I remember when I abhorred the color pink. I remember the barbie dolls and their pink lips, pink dresses, pink shoes. The drawings of pink princesses on girl-themed bags. Pink hair accessories that were stored on a pink nightstand.
The color pink plagued my life for years; and yet, never had I questioned its presence during those young years.
I specifically recall one time when I received a glittery hot pink makeup case as a birthday present. I was around 11 years old at the time and had never shown any interest in makeup whatsoever. Although the presence of pink always felt threatening before, when I laid my eyes on the makeup case it ceased to be horrendous. Pink was from thereafter just a color. A color that I understood to be misused and abused.
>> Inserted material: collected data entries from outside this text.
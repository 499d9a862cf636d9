//! Repository layer.
//!
//! Each repository is a zero-sized struct providing async CRUD methods
//! that accept `&PgPool` as the first argument.

pub mod credit_ledger_repo;
pub mod event_repo;
pub mod generation_repo;
pub mod reference_repo;
pub mod topic_preference_repo;
pub mod user_repo;

pub use credit_ledger_repo::CreditLedgerRepo;
pub use event_repo::EventRepo;
pub use generation_repo::GenerationRepo;
pub use reference_repo::ReferenceRepo;
pub use topic_preference_repo::TopicPreferenceRepo;
pub use user_repo::UserRepo;
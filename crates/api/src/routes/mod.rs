//! Route tree.
//!
//! ```text
//! /health                          liveness + db ping
//!
//! /api/v1/generations              run the pipeline (POST)
//! /api/v1/generations/{id}         fetch a record (GET)
//! /api/v1/users/{id}/credits       balance + ledger (GET)
//! /api/v1/references               active catalog listing (GET)
//! ```

pub mod health;

use axum::routing::{get, post};
use axum::Router;

use crate::handlers;
use crate::state::AppState;

/// Build the `/api/v1` route tree.
pub fn api_routes() -> Router<AppState> {
    Router::new()
        .route("/generations", post(handlers::generation::generate))
        .route("/generations/{id}", get(handlers::generation::get_generation))
        .route("/users/{id}/credits", get(handlers::credits::get_credits))
        .route("/references", get(handlers::references::list_references))
}
//! Read-through cache over the reference catalog.
//!
//! The catalog is read-only during pipeline execution, so each process
//! holds a snapshot behind an `RwLock` and refreshes it when it is
//! older than the configured staleness bound. A snapshot is an `Arc`,
//! so in-flight requests keep matching against the catalog they
//! started with even while a refresh replaces it.

use std::collections::HashMap;
use std::sync::Arc;
use std::time::{Duration, Instant};

use thumbforge_core::matcher::CatalogEntry;
use thumbforge_core::types::DbId;
use thumbforge_db::repositories::{ReferenceRepo, TopicPreferenceRepo};
use thumbforge_db::DbPool;
use tokio::sync::RwLock;

/// Default staleness bound for the catalog snapshot.
pub const DEFAULT_REFRESH_INTERVAL: Duration = Duration::from_secs(60);

/// One immutable view of the matchable catalog.
pub struct CatalogSnapshot {
    /// Active references with descriptors, viral score descending.
    pub entries: Vec<CatalogEntry>,
    /// Precomputed candidate ids per (lowercased) topic, rank order.
    topics: HashMap<String, Vec<DbId>>,
    loaded_at: Instant,
}

impl CatalogSnapshot {
    /// Candidate reference ids for a topic, if the topic has a
    /// precomputed preference list.
    pub fn topic_candidates(&self, topic: &str) -> Option<&[DbId]> {
        self.topics
            .get(&topic.to_lowercase())
            .map(|ids| ids.as_slice())
    }

    /// Age of this snapshot.
    pub fn age(&self) -> Duration {
        self.loaded_at.elapsed()
    }
}

/// Process-wide catalog cache with a bounded refresh interval.
pub struct CatalogCache {
    pool: DbPool,
    refresh_interval: Duration,
    inner: RwLock<Option<Arc<CatalogSnapshot>>>,
}

impl CatalogCache {
    pub fn new(pool: DbPool, refresh_interval: Duration) -> Self {
        Self {
            pool,
            refresh_interval,
            inner: RwLock::new(None),
        }
    }

    /// Current snapshot, reloading from the database when the cached
    /// one is missing or older than the refresh interval.
    pub async fn snapshot(&self) -> Result<Arc<CatalogSnapshot>, sqlx::Error> {
        {
            let guard = self.inner.read().await;
            if let Some(snapshot) = guard.as_ref() {
                if snapshot.age() < self.refresh_interval {
                    return Ok(Arc::clone(snapshot));
                }
            }
        }
        self.refresh().await
    }

    /// Force a reload from the database.
    pub async fn refresh(&self) -> Result<Arc<CatalogSnapshot>, sqlx::Error> {
        let mut guard = self.inner.write().await;
        // Another writer may have refreshed while we waited for the lock.
        if let Some(snapshot) = guard.as_ref() {
            if snapshot.age() < self.refresh_interval {
                return Ok(Arc::clone(snapshot));
            }
        }

        let entries: Vec<CatalogEntry> = ReferenceRepo::load_catalog(&self.pool)
            .await?
            .into_iter()
            .map(Into::into)
            .collect();

        let mut topics: HashMap<String, Vec<DbId>> = HashMap::new();
        for preference in TopicPreferenceRepo::list_all(&self.pool).await? {
            topics
                .entry(preference.topic.to_lowercase())
                .or_default()
                .push(preference.thumbnail_id);
        }

        tracing::debug!(
            entries = entries.len(),
            topics = topics.len(),
            "Reference catalog snapshot refreshed",
        );

        let snapshot = Arc::new(CatalogSnapshot {
            entries,
            topics,
            loaded_at: Instant::now(),
        });
        *guard = Some(Arc::clone(&snapshot));
        Ok(snapshot)
    }
}
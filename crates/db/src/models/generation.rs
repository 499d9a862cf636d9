//! Generation record models and stage DTOs.
//!
//! The row mirrors the pipeline: each stage fills in its columns as
//! the record advances, and the match/prompt/quality state is
//! snapshotted into JSONB so history never changes when the catalog
//! does.

use serde::{Deserialize, Serialize};
use sqlx::FromRow;
use thumbforge_core::generation::GenerationStatus;
use thumbforge_core::types::{DbId, Timestamp};

// ---------------------------------------------------------------------------
// Entity
// ---------------------------------------------------------------------------

/// A row from the `generations` table.
#[derive(Debug, Clone, FromRow, Serialize)]
pub struct Generation {
    pub id: DbId,
    pub user_id: DbId,
    pub user_prompt: String,
    pub uploaded_image_refs: Vec<String>,
    pub preferred_style: Option<String>,
    pub preferred_mood: Option<String>,
    pub topic: Option<String>,
    pub model: String,
    pub status_id: i16,
    pub reference_id: Option<DbId>,
    pub match_score: Option<f64>,
    pub user_metadata: Option<serde_json::Value>,
    pub final_prompt: Option<String>,
    pub prompt_report: Option<serde_json::Value>,
    pub final_image_url: Option<String>,
    pub quality: Option<serde_json::Value>,
    pub post_production: Option<serde_json::Value>,
    pub credits_charged: i64,
    pub error_message: Option<String>,
    pub inputs_hash: Option<String>,
    pub completed_at: Option<Timestamp>,
    pub created_at: Timestamp,
    pub updated_at: Timestamp,
}

impl Generation {
    /// Decode the status column, tolerating nothing: an unknown id is
    /// a corrupted row.
    pub fn status(&self) -> Option<GenerationStatus> {
        GenerationStatus::from_id(self.status_id)
    }
}

// ---------------------------------------------------------------------------
// Create DTO
// ---------------------------------------------------------------------------

/// Input for inserting a new generation record.
#[derive(Debug, Clone, Deserialize)]
pub struct CreateGeneration {
    pub user_id: DbId,
    pub user_prompt: String,
    pub uploaded_image_refs: Vec<String>,
    pub preferred_style: Option<String>,
    pub preferred_mood: Option<String>,
    pub topic: Option<String>,
    pub model: String,
}

// ---------------------------------------------------------------------------
// Stage DTOs
// ---------------------------------------------------------------------------

/// Snapshot written by the matching stage.
#[derive(Debug, Clone, Deserialize)]
pub struct RecordMatch {
    pub reference_id: Option<DbId>,
    pub match_score: Option<f64>,
    pub user_metadata: serde_json::Value,
}

/// Snapshot written by the prompting stage.
#[derive(Debug, Clone, Deserialize)]
pub struct RecordPrompt {
    pub final_prompt: String,
    pub prompt_report: serde_json::Value,
    pub inputs_hash: String,
}

/// Final state written when the pipeline completes.
#[derive(Debug, Clone, Deserialize)]
pub struct CompleteGeneration {
    pub final_image_url: String,
    pub quality: serde_json::Value,
    pub post_production: serde_json::Value,
    pub credits_charged: i64,
}
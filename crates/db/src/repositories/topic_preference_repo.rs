//! Repository for the `topic_preferences` table.

use sqlx::PgPool;
use thumbforge_core::types::DbId;

use crate::models::reference::TopicPreference;

/// Column list for topic_preferences queries.
const COLUMNS: &str = "id, topic, thumbnail_id, rank, created_at, updated_at";

/// Curated per-topic candidate lists for the matcher.
pub struct TopicPreferenceRepo;

impl TopicPreferenceRepo {
    /// Upsert one preference row for a topic.
    pub async fn upsert(
        pool: &PgPool,
        topic: &str,
        thumbnail_id: DbId,
        rank: i32,
    ) -> Result<TopicPreference, sqlx::Error> {
        let query = format!(
            "INSERT INTO topic_preferences (topic, thumbnail_id, rank)
             VALUES ($1, $2, $3)
             ON CONFLICT ON CONSTRAINT uq_topic_preferences_topic_thumbnail
             DO UPDATE SET rank = EXCLUDED.rank, updated_at = NOW()
             RETURNING {COLUMNS}"
        );
        sqlx::query_as::<_, TopicPreference>(&query)
            .bind(topic)
            .bind(thumbnail_id)
            .bind(rank)
            .fetch_one(pool)
            .await
    }

    /// Candidate thumbnail ids for a topic, best rank first.
    pub async fn candidate_ids(pool: &PgPool, topic: &str) -> Result<Vec<DbId>, sqlx::Error> {
        sqlx::query_scalar::<_, DbId>(
            "SELECT thumbnail_id FROM topic_preferences
             WHERE topic = $1
             ORDER BY rank, thumbnail_id",
        )
        .bind(topic)
        .fetch_all(pool)
        .await
    }

    /// All preference rows, used by the catalog cache refresh.
    pub async fn list_all(pool: &PgPool) -> Result<Vec<TopicPreference>, sqlx::Error> {
        let query = format!(
            "SELECT {COLUMNS} FROM topic_preferences ORDER BY topic, rank, thumbnail_id"
        );
        sqlx::query_as::<_, TopicPreference>(&query)
            .fetch_all(pool)
            .await
    }
}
Adults use the color pink with a weak purpose. To instill femininity in us girls. But what they fail to realize is that this association of color to a specific gender, chain reacts into unconscious hate for femininity, societal roles, and gender expectations. When I was a kid, I did not want to be limited to a color. I did not want to be given pink makeup cases, pink hair accessories, and pink clothes. Because pink transcended color. It reached a deeper part of my mind and delivered a message-- one which as I made clear, was not very fond of.
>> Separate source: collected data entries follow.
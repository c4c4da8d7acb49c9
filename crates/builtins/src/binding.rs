use crate::{Kind, Scalar};

/// A host function of fixed arity, callable from expressions.
///
/// The eight shapes stand in for the variadic dispatch of a C engine: the
/// evaluator matches on the variant instead of punning a function pointer.
#[derive(Clone, Copy, Debug)]
pub enum NativeFn {
  F0(fn() -> Scalar),
  F1(fn(Scalar) -> Scalar),
  F2(fn(Scalar, Scalar) -> Scalar),
  F3(fn(Scalar, Scalar, Scalar) -> Scalar),
  F4(fn(Scalar, Scalar, Scalar, Scalar) -> Scalar),
  F5(fn(Scalar, Scalar, Scalar, Scalar, Scalar) -> Scalar),
  F6(fn(Scalar, Scalar, Scalar, Scalar, Scalar, Scalar) -> Scalar),
  F7(fn(Scalar, Scalar, Scalar, Scalar, Scalar, Scalar, Scalar) -> Scalar),
}
impl NativeFn {
  #[must_use]
  pub fn arity(self) -> usize {
    match self {
      Self::F0(_) => 0,
      Self::F1(_) => 1,
      Self::F2(_) => 2,
      Self::F3(_) => 3,
      Self::F4(_) => 4,
      Self::F5(_) => 5,
      Self::F6(_) => 6,
      Self::F7(_) => 7,
    }
  }

  /// The identity of the underlying function pointer.
  ///
  /// Used to deduplicate address table entries; two bindings sharing a
  /// function share a table slot.
  #[must_use]
  pub fn address(self) -> usize {
    match self {
      Self::F0(f) => f as usize,
      Self::F1(f) => f as usize,
      Self::F2(f) => f as usize,
      Self::F3(f) => f as usize,
      Self::F4(f) => f as usize,
      Self::F5(f) => f as usize,
      Self::F6(f) => f as usize,
      Self::F7(f) => f as usize,
    }
  }

  /// Call the function with already-evaluated arguments.
  ///
  /// `arguments` must hold exactly [`NativeFn::arity`] values.
  #[must_use]
  pub fn invoke(self, arguments: &[Scalar]) -> Scalar {
    debug_assert_eq!(arguments.len(), self.arity());

    match self {
      Self::F0(f) => f(),
      Self::F1(f) => f(arguments[0]),
      Self::F2(f) => f(arguments[0], arguments[1]),
      Self::F3(f) => f(arguments[0], arguments[1], arguments[2]),
      Self::F4(f) => f(arguments[0], arguments[1], arguments[2], arguments[3]),
      Self::F5(f) => f(
        arguments[0],
        arguments[1],
        arguments[2],
        arguments[3],
        arguments[4],
      ),
      Self::F6(f) => f(
        arguments[0],
        arguments[1],
        arguments[2],
        arguments[3],
        arguments[4],
        arguments[5],
      ),
      Self::F7(f) => f(
        arguments[0],
        arguments[1],
        arguments[2],
        arguments[3],
        arguments[4],
        arguments[5],
        arguments[6],
      ),
    }
  }
}

/// A host callable which receives an opaque context pointer first.
///
/// The context travels alongside the function in the binding and the address
/// table; the engine never inspects what it points at.
#[derive(Clone, Copy, Debug)]
pub enum ClosureFn {
  F0(fn(*mut ()) -> Scalar),
  F1(fn(*mut (), Scalar) -> Scalar),
  F2(fn(*mut (), Scalar, Scalar) -> Scalar),
  F3(fn(*mut (), Scalar, Scalar, Scalar) -> Scalar),
  F4(fn(*mut (), Scalar, Scalar, Scalar, Scalar) -> Scalar),
  F5(fn(*mut (), Scalar, Scalar, Scalar, Scalar, Scalar) -> Scalar),
  F6(fn(*mut (), Scalar, Scalar, Scalar, Scalar, Scalar, Scalar) -> Scalar),
  F7(fn(*mut (), Scalar, Scalar, Scalar, Scalar, Scalar, Scalar, Scalar) -> Scalar),
}
impl ClosureFn {
  #[must_use]
  pub fn arity(self) -> usize {
    match self {
      Self::F0(_) => 0,
      Self::F1(_) => 1,
      Self::F2(_) => 2,
      Self::F3(_) => 3,
      Self::F4(_) => 4,
      Self::F5(_) => 5,
      Self::F6(_) => 6,
      Self::F7(_) => 7,
    }
  }

  /// The identity of the underlying function pointer
  #[must_use]
  pub fn address(self) -> usize {
    match self {
      Self::F0(f) => f as usize,
      Self::F1(f) => f as usize,
      Self::F2(f) => f as usize,
      Self::F3(f) => f as usize,
      Self::F4(f) => f as usize,
      Self::F5(f) => f as usize,
      Self::F6(f) => f as usize,
      Self::F7(f) => f as usize,
    }
  }

  /// Call the closure with its context and already-evaluated arguments.
  ///
  /// `arguments` must hold exactly [`ClosureFn::arity`] values.
  #[must_use]
  pub fn invoke(self, context: *mut (), arguments: &[Scalar]) -> Scalar {
    debug_assert_eq!(arguments.len(), self.arity());

    match self {
      Self::F0(f) => f(context),
      Self::F1(f) => f(context, arguments[0]),
      Self::F2(f) => f(context, arguments[0], arguments[1]),
      Self::F3(f) => f(context, arguments[0], arguments[1], arguments[2]),
      Self::F4(f) => f(
        context,
        arguments[0],
        arguments[1],
        arguments[2],
        arguments[3],
      ),
      Self::F5(f) => f(
        context,
        arguments[0],
        arguments[1],
        arguments[2],
        arguments[3],
        arguments[4],
      ),
      Self::F6(f) => f(
        context,
        arguments[0],
        arguments[1],
        arguments[2],
        arguments[3],
        arguments[4],
        arguments[5],
      ),
      Self::F7(f) => f(
        context,
        arguments[0],
        arguments[1],
        arguments[2],
        arguments[3],
        arguments[4],
        arguments[5],
        arguments[6],
      ),
    }
  }
}

/// Either shape of host callable, with a closure's context attached
#[derive(Clone, Copy, Debug)]
pub enum Callable {
  Function(NativeFn),
  Closure { function: ClosureFn, context: *mut () },
}
impl Callable {
  #[must_use]
  pub fn arity(self) -> usize {
    match self {
      Self::Function(function) => function.arity(),
      Self::Closure { function, .. } => function.arity(),
    }
  }

  /// Call the callable with already-evaluated arguments
  #[must_use]
  pub fn invoke(self, arguments: &[Scalar]) -> Scalar {
    match self {
      Self::Function(function) => function.invoke(arguments),
      Self::Closure { function, context } => function.invoke(context, arguments),
    }
  }
}

/// What a host name resolves to
#[derive(Clone, Copy, Debug)]
pub enum BindingTarget {
  /// A scalar owned by the host, read at every evaluation
  Variable(*mut Scalar),
  /// A host function
  Function { function: NativeFn, pure: bool },
  /// A host closure and the context passed as its first argument
  Closure {
    function: ClosureFn,
    context: *mut (),
    pure: bool,
  },
}

/// A caller-supplied host binding: a name and the target it resolves to.
///
/// The storage behind variable addresses and closure contexts stays owned by
/// the host and must outlive every handle compiled against it. Binding tables
/// are searched linearly by exact name.
#[derive(Clone, Copy, Debug)]
pub struct Binding<'n> {
  name: &'n str,
  target: BindingTarget,
}
impl<'n> Binding<'n> {
  /// Bind a name to a scalar owned by the host
  #[must_use]
  pub fn variable(name: &'n str, address: *mut Scalar) -> Self {
    Self {
      name,
      target: BindingTarget::Variable(address),
    }
  }

  /// Bind a name to a host function
  #[must_use]
  pub fn function(name: &'n str, function: NativeFn) -> Self {
    Self {
      name,
      target: BindingTarget::Function {
        function,
        pure: false,
      },
    }
  }

  /// Bind a name to a host function which is safe to constant fold
  #[must_use]
  pub fn pure_function(name: &'n str, function: NativeFn) -> Self {
    Self {
      name,
      target: BindingTarget::Function {
        function,
        pure: true,
      },
    }
  }

  /// Bind a name to a host closure and its context
  #[must_use]
  pub fn closure(name: &'n str, function: ClosureFn, context: *mut ()) -> Self {
    Self {
      name,
      target: BindingTarget::Closure {
        function,
        context,
        pure: false,
      },
    }
  }

  /// Bind a name to a host closure which is safe to constant fold
  #[must_use]
  pub fn pure_closure(name: &'n str, function: ClosureFn, context: *mut ()) -> Self {
    Self {
      name,
      target: BindingTarget::Closure {
        function,
        context,
        pure: true,
      },
    }
  }

  #[must_use]
  pub fn name(&self) -> &'n str {
    self.name
  }

  #[must_use]
  pub fn target(&self) -> BindingTarget {
    self.target
  }

  /// The packed tag this binding produces in a compiled image
  #[must_use]
  pub fn kind(&self) -> Kind {
    match self.target {
      BindingTarget::Variable(_) => Kind::VARIABLE,
      BindingTarget::Function { function, pure } => {
        let kind = Kind::function(function.arity());
        if pure {
          kind.pure()
        } else {
          kind
        }
      }
      BindingTarget::Closure { function, pure, .. } => {
        let kind = Kind::closure(function.arity());
        if pure {
          kind.pure()
        } else {
          kind
        }
      }
    }
  }
}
The worst part of this experience of mine was that, if memory doesn't fail me, the person who gifted me the pink case was a man. This ignoramus had come out of the dumb depths of stupidity and had gifted me something related to the simple fact of me being born female. This is why my hate for the color somewhat softened after the incident. I was to this man a stranger: he did not know me like I thought he did. Pink's offenses were not personal. There was no need to be angry about something out of my control. Needless to say, I was more disappointed than furious.
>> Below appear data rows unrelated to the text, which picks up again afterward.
use shade_builtins::{Kind, Scalar, NAN};
use std::mem::size_of;

/// The fixed part of every node: a `u32` kind tag and an 8 byte payload
pub(crate) const NODE_HEADER_SIZE: usize = 12;
/// Each parameter slot is a `u32`: an in-image byte offset, or for the
/// trailing slot of a closure, an address table index
pub(crate) const PARAMETER_SIZE: usize = 4;

/// A compiled expression tree as one contiguous, position-independent buffer.
///
/// The root node sits at offset 0 and children always follow their parent, so
/// the bytes can be copied anywhere and still evaluate. Nodes are laid out as
/// a little-endian header (kind tag, then a payload holding either an inline
/// scalar or an address table index) followed by one `u32` offset per
/// argument. Nothing in the buffer is a pointer.
#[derive(Clone, Debug, Default, PartialEq, Eq)]
pub struct Image {
  bytes: Vec<u8>,
}
impl Image {
  pub(crate) fn with_capacity(capacity: usize) -> Self {
    Self {
      bytes: Vec::with_capacity(capacity),
    }
  }

  /// Append a node header plus zeroed parameter slots, returning its offset
  pub(crate) fn push_node(&mut self, kind: Kind, parameter_slots: usize) -> usize {
    let offset = self.bytes.len();
    self.bytes.extend_from_slice(&kind.bits().to_le_bytes());
    self.bytes.extend_from_slice(&[0; 8]);
    self
      .bytes
      .resize(self.bytes.len() + parameter_slots * PARAMETER_SIZE, 0);
    offset
  }

  /// Store an inline scalar in a node's payload
  pub(crate) fn set_scalar(&mut self, node: usize, value: Scalar) {
    let bytes = value.to_le_bytes();
    self.bytes[node + 4..node + 4 + bytes.len()].copy_from_slice(&bytes);
  }

  /// Store an address table index in a node's payload
  pub(crate) fn set_index(&mut self, node: usize, index: u32) {
    self.bytes[node + 4..node + 8].copy_from_slice(&index.to_le_bytes());
  }

  /// Fill one of a node's parameter slots
  pub(crate) fn set_parameter(&mut self, node: usize, parameter: usize, value: u32) {
    let at = node + NODE_HEADER_SIZE + parameter * PARAMETER_SIZE;
    self.bytes[at..at + PARAMETER_SIZE].copy_from_slice(&value.to_le_bytes());
  }

  /// Append another image, returning the offset its root landed at
  pub(crate) fn append(&mut self, other: &Image) -> usize {
    let offset = self.bytes.len();
    self.bytes.extend_from_slice(&other.bytes);
    offset
  }

  #[must_use]
  pub fn as_bytes(&self) -> &[u8] {
    &self.bytes
  }

  #[must_use]
  pub fn len(&self) -> usize {
    self.bytes.len()
  }

  #[must_use]
  pub fn is_empty(&self) -> bool {
    self.bytes.is_empty()
  }
}

/// A read-only view of one node within an image buffer.
///
/// Works on any byte slice, so evaluation does not care whether the bytes
/// still live in the [`Image`] which produced them. Reads past the end of the
/// buffer yield values which evaluate to NaN rather than panicking.
#[derive(Clone, Copy)]
pub(crate) struct Node<'image> {
  image: &'image [u8],
  offset: usize,
}
impl<'image> Node<'image> {
  pub fn root(image: &'image [u8]) -> Self {
    Self { image, offset: 0 }
  }

  pub fn offset(self) -> usize {
    self.offset
  }

  fn read_u32(self, at: usize) -> Option<u32> {
    let bytes = self.image.get(at..at + 4)?;
    Some(u32::from_le_bytes(bytes.try_into().unwrap()))
  }

  /// The node's kind tag; an unknown tag if the buffer is too short
  pub fn kind(self) -> Kind {
    Kind::from_bits(self.read_u32(self.offset).unwrap_or(u32::MAX))
  }

  /// The payload as an inline scalar
  pub fn scalar(self) -> Scalar {
    match self.image.get(self.offset + 4..self.offset + 4 + size_of::<Scalar>()) {
      Some(bytes) => Scalar::from_le_bytes(bytes.try_into().unwrap()),
      None => NAN,
    }
  }

  /// The payload as an address table index
  pub fn index(self) -> usize {
    self.read_u32(self.offset + 4).unwrap_or(u32::MAX) as usize
  }

  /// The value of a parameter slot
  pub fn parameter(self, parameter: usize) -> usize {
    let at = self.offset + NODE_HEADER_SIZE + parameter * PARAMETER_SIZE;
    self.read_u32(at).unwrap_or(u32::MAX) as usize
  }

  /// The child node a parameter slot points at
  pub fn child(self, parameter: usize) -> Node<'image> {
    Node {
      image: self.image,
      offset: self.parameter(parameter),
    }
  }
}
However, as I grew I came to the conclusion my prolonged hate towards pink as a result of the patriarchy. It was common for girls to detest the color pink. So instead of disregarding it, I embraced it. Not as a symbol, but as a color. I had finally looked at pink as a color. I was no longer reluctant to embrace pink, to dress pink, to paint my nails pink, to decorate with pink. Playing with barbie dolls were long removed from my list of current activities, but I still came to piece with barbie's glittery fashion preferences.
I had accepted pink into my life, and unbeknownst to me, accepted womanhood in the way as well.